Pride will as always continue to engage with the businesses on the seafront to share the responsibility of the clean up after a bumper weekend for their businesses. As well as cleansing and clearing all of the Pride event sites, this year we also contracted and paid for road sweeping machines to follow the Pride Community Parade through the city, cleaned London Road and jet washed the streets of the Pride Village Party on Sunday August 5.
When I first took over Pride in 2013, the previous organisation had gone bankrupt, had not raised any funds for our local LGBT+ groups for many years and there was no provision for deaf or people with disability requirements. I passionately felt that Pride needed to become accessible for people with disabilities.
On a personal level my father was a disability champion and as a young boy I regularly went along on trips from Crawley to Fairfield Hall in Croydon where he volunteered, driving for the disabled and riding for the disabled. This meant, from a young age I picked up an awareness of the challenges and discrimination that people with disabilities faced.
Therefore, one of my first priorities was to work with the LGBT Community Safety Forum (LGBT CSF) to ensure that access provision was an integral element of Pride in Preston Park. This included wheelchair recharging points, accessible toilets across the park, dedicated changing facilities and a high dependency unit.
BSL interpreters were introduced in the cabaret tent and on a platform in front of the main stage, and the signed performances were relayed across the park on big screens. Over the years, due to the excellent work done by the LGBT CSF, Pride has received some amazing feedback. However, after Pride 2018 and due to other commitments the LGBT CSF stepped back to focus on Disability Pride and so this year we appointed new access providers.

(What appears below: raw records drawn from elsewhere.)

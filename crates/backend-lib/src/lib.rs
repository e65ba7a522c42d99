// ============================
// authgate-lib/src/lib.rs
// ============================
//! Core functionality for the `authgate` authentication server.

pub mod accounts;
pub mod auth;
pub mod config;
pub mod error;
pub mod handlers;
pub mod logging;
pub mod metrics;
pub mod middleware;
pub mod redact;
pub mod router;
pub mod storage;
pub mod user;

use std::sync::Arc;
use crate::accounts::AccountService;
use crate::auth::{Authenticator, BasicAuth, ExemptionList, ScryptHasher, SessionAuth, SessionStore};
use crate::config::{AuthType, Settings};
use crate::error::AppError;
use crate::storage::UserStore;

/// Application state shared across all handlers
#[derive(Clone)]
pub struct AppState<S> {
    /// User storage backend
    pub users: S,
    /// Registration, account sessions and password resets
    pub accounts: Arc<AccountService<S, ScryptHasher>>,
    /// Session-auth sessions
    pub sessions: SessionStore,
    /// Authenticator guarding `/api/v1`; `None` disables the guard
    pub authenticator: Option<Arc<dyn Authenticator>>,
    /// Cookie authenticator backing the session-auth login and logout routes
    pub session_auth: SessionAuth<S>,
    /// Paths under `/api/v1` reachable without authentication
    pub exemptions: Arc<ExemptionList>,
    /// Settings in effect
    pub settings: Arc<Settings>,
}

impl<S: UserStore + Clone + 'static> AppState<S> {
    /// Create a new application state
    pub fn new(users: S, settings: &Settings) -> Result<Self, AppError> {
        let hasher = ScryptHasher::with_log_n(settings.scrypt_log_n)
            .map_err(|e| AppError::Config(e.to_string()))?;
        let sessions = SessionStore::with_ttl_secs(settings.session_ttl_secs);
        let session_auth = SessionAuth::new(sessions.clone(), users.clone(), settings.session_name.clone());

        let authenticator: Option<Arc<dyn Authenticator>> = match settings.auth_type {
            AuthType::None => None,
            AuthType::BasicAuth => Some(Arc::new(BasicAuth::new(users.clone()))),
            AuthType::SessionAuth => Some(Arc::new(session_auth.clone())),
        };
        tracing::info!(auth_type = ?settings.auth_type, "authenticator selected");

        Ok(Self {
            accounts: Arc::new(AccountService::new(users.clone(), hasher)),
            users,
            sessions,
            authenticator,
            session_auth,
            exemptions: Arc::new(ExemptionList::new(&settings.excluded_paths)),
            settings: Arc::new(settings.clone()),
        })
    }
}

I don’t believe in making excuses, there are things that didn’t work this year and I make a heartfelt apology to anyone who didn’t receive the quality of access provision we would have hoped for. Our aim is to deliver an outstanding access service and to attain the Attitude Is Everything Gold Standard, and the work starts now on ensuring that improvements are made.
Pride needs commercial partners and sponsors to help us deliver the event as well as contributing to the significant fundraising effort; and striking that balance is always going to be a challenge.
This year, charity and community groups made up two thirds of the Brighton & Hove Pride LGBT+ Community Parade with one third from the commercial sector. There does need to be a debate around the commercialisation of Pride nationally, with regard to how some big brands are capitalising on and benefiting from national branded campaigns without contributing to the organisations and groups that work hard to deliver Prides across the country; but we must also acknowledge the support of genuine partners and allies of the LGBT+ communities who are committed to diversity and inclusion within their organisations.
This year’s campaign #WeStandTogether, was a call to action to all in the LGBT+ communities and their allies to unite and stand together against all types of discrimination and to defend the advances in equality and inclusion over the last five decades, since Stonewall.
This year the head of the Pride parade was made up of an number of organisations and individuals that included The Brighton Rainbow Fund, Trans Pride Brighton, Sparkle the National Transgender Charity, Rainbows Across Borders, The Peter Tatchell Foundation and others who joined us to march together through the streets of Brighton on Saturday, August 3.
Pride still has many challenges ahead with domestic uncertainty and the rise in homophobic, transphobic and racial hate crime. It’s important to me to keep campaigning at the forefront of Pride and I’m proud to have asked local drag artist legend Lola Lasagne (Stephen Richards) to speak on the main stage before our campaign video.
Lola delivered an inspirational and moving speech that was a personal highlight of my weekend. Thank you Stephen.
Finally I’d like to thank the thousands of people who attended Brighton Pride, we respected each other, celebrated and campaigned together in this great City. It is by no means perfect but it’s the place I call home and I’ll embrace the life affirming joy that we celebrated together.